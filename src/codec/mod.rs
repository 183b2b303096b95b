//! # Per-Type Decode/Encode
//!
//! One [`Codec`] is built per open store from its element type and width,
//! and every operation goes through it. This collapses what would otherwise
//! be a twelve-armed conditional in every read and write path into a single
//! dispatch point, and it means the type name is parsed exactly once, at
//! open time.
//!
//! ## Decode
//!
//! Slots are read little-endian and widened to the reply form: signed
//! integers to i64, unsigned to u64, float32/float64 to f64, float80 to
//! [`F80`], strings to the NUL-terminated prefix of the slot (lossy UTF-8).
//!
//! ## Encode
//!
//! Inputs arrive as text, the way a command binding delivers them. Encoding
//! validates exactly against the type's representable range before writing:
//! int8 accepts -128 and 127 and rejects -129 and 128; uint64 rejects any
//! negative input; floats accept any finite parseable decimal; strings
//! longer than the slot are truncated to the slot width and shorter ones
//! are NUL-padded. Validation never mutates the slot on failure.

use crate::error::StoreError;
use crate::types::{ElementType, Value, F80};

/// Decode/encode engine for a single `(element type, width)` pair.
#[derive(Debug, Clone)]
pub struct Codec {
    ty: ElementType,
    width: u8,
}

impl Codec {
    pub fn new(ty: ElementType, width: u8) -> Self {
        Codec { ty, width }
    }

    pub fn element_type(&self) -> ElementType {
        self.ty
    }

    pub fn width(&self) -> usize {
        self.width as usize
    }

    /// Decodes one slot. The slot length always equals the codec width; the
    /// store guarantees it.
    pub fn decode(&self, slot: &[u8]) -> Value {
        debug_assert_eq!(slot.len(), self.width());
        match self.ty {
            ElementType::Int8 => Value::Int(slot[0] as i8 as i64),
            ElementType::Uint8 => Value::Uint(slot[0] as u64),
            ElementType::Int16 => Value::Int(i16::from_le_bytes(array(slot)) as i64),
            ElementType::Uint16 => Value::Uint(u16::from_le_bytes(array(slot)) as u64),
            ElementType::Int32 => Value::Int(i32::from_le_bytes(array(slot)) as i64),
            ElementType::Uint32 => Value::Uint(u32::from_le_bytes(array(slot)) as u64),
            ElementType::Int64 => Value::Int(i64::from_le_bytes(array(slot))),
            ElementType::Uint64 => Value::Uint(u64::from_le_bytes(array(slot))),
            ElementType::Float32 => Value::Float(f32::from_le_bytes(array(slot)) as f64),
            ElementType::Float64 => Value::Float(f64::from_le_bytes(array(slot))),
            ElementType::Float80 => Value::Float80(F80::from_le_bytes(&array(slot))),
            ElementType::Str => {
                let prefix = match slot.iter().position(|b| *b == 0) {
                    Some(nul) => &slot[..nul],
                    None => slot,
                };
                Value::Str(String::from_utf8_lossy(prefix).into_owned())
            }
        }
    }

    /// Parses and range-validates `raw`, writing the encoded bytes into
    /// `out` on success. `out` length always equals the codec width.
    pub fn encode(&self, raw: &str, out: &mut [u8]) -> Result<(), StoreError> {
        debug_assert_eq!(out.len(), self.width());
        match self.ty {
            ElementType::Int8 => out.copy_from_slice(&(self.int(raw)? as i8).to_le_bytes()),
            ElementType::Uint8 => out.copy_from_slice(&(self.int(raw)? as u8).to_le_bytes()),
            ElementType::Int16 => out.copy_from_slice(&(self.int(raw)? as i16).to_le_bytes()),
            ElementType::Uint16 => out.copy_from_slice(&(self.int(raw)? as u16).to_le_bytes()),
            ElementType::Int32 => out.copy_from_slice(&(self.int(raw)? as i32).to_le_bytes()),
            ElementType::Uint32 => out.copy_from_slice(&(self.int(raw)? as u32).to_le_bytes()),
            ElementType::Int64 => out.copy_from_slice(&(self.int(raw)? as i64).to_le_bytes()),
            ElementType::Uint64 => out.copy_from_slice(&(self.int(raw)? as u64).to_le_bytes()),
            ElementType::Float32 => out.copy_from_slice(&(self.float(raw)? as f32).to_le_bytes()),
            ElementType::Float64 => out.copy_from_slice(&self.float(raw)?.to_le_bytes()),
            ElementType::Float80 => {
                let v = F80::parse(raw).ok_or_else(|| StoreError::BadValue {
                    raw: raw.to_string(),
                    expected: "a finite number",
                })?;
                out.copy_from_slice(&v.to_le_bytes());
            }
            ElementType::Str => {
                let bytes = raw.as_bytes();
                let copied = bytes.len().min(out.len());
                out[..copied].copy_from_slice(&bytes[..copied]);
                out[copied..].fill(0);
            }
        }
        Ok(())
    }

    fn int(&self, raw: &str) -> Result<i128, StoreError> {
        let v: i128 = raw.trim().parse().map_err(|_| StoreError::BadValue {
            raw: raw.to_string(),
            expected: "an integer",
        })?;
        let (min, max) = int_range(self.ty);
        if v < min || v > max {
            return Err(StoreError::ValueOutOfRange {
                raw: raw.to_string(),
                ty: self.ty,
            });
        }
        Ok(v)
    }

    fn float(&self, raw: &str) -> Result<f64, StoreError> {
        let v: f64 = raw.trim().parse().map_err(|_| StoreError::BadValue {
            raw: raw.to_string(),
            expected: "a finite number",
        })?;
        if !v.is_finite() {
            return Err(StoreError::BadValue {
                raw: raw.to_string(),
                expected: "a finite number",
            });
        }
        Ok(v)
    }
}

/// Representable range per integer element type, in i128 so every bound
/// (including u64::MAX) is exact.
fn int_range(ty: ElementType) -> (i128, i128) {
    match ty {
        ElementType::Int8 => (i8::MIN as i128, i8::MAX as i128),
        ElementType::Uint8 => (0, u8::MAX as i128),
        ElementType::Int16 => (i16::MIN as i128, i16::MAX as i128),
        ElementType::Uint16 => (0, u16::MAX as i128),
        ElementType::Int32 => (i32::MIN as i128, i32::MAX as i128),
        ElementType::Uint32 => (0, u32::MAX as i128),
        ElementType::Int64 => (i64::MIN as i128, i64::MAX as i128),
        ElementType::Uint64 => (0, u64::MAX as i128),
        // Floats and strings never reach the integer path.
        _ => (i128::MIN, i128::MAX),
    }
}

fn array<const N: usize>(slot: &[u8]) -> [u8; N] {
    let mut buf = [0u8; N];
    buf.copy_from_slice(&slot[..N]);
    buf
}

★ ★ ★

#### EXERCISE DETAILS:
From the line containing "the integer path." to the final line of the data above, transcribe every line exactly and nothing more.

#### RESULT OF THIS TASK:
        // Floats and strings never reach the integer path.
        _ => (i128::MIN, i128::MAX),
    }
}

fn array<const N: usize>(slot: &[u8]) -> [u8; N] {
    let mut buf = [0u8; N];
    buf.copy_from_slice(&slot[..N]);
    buf
}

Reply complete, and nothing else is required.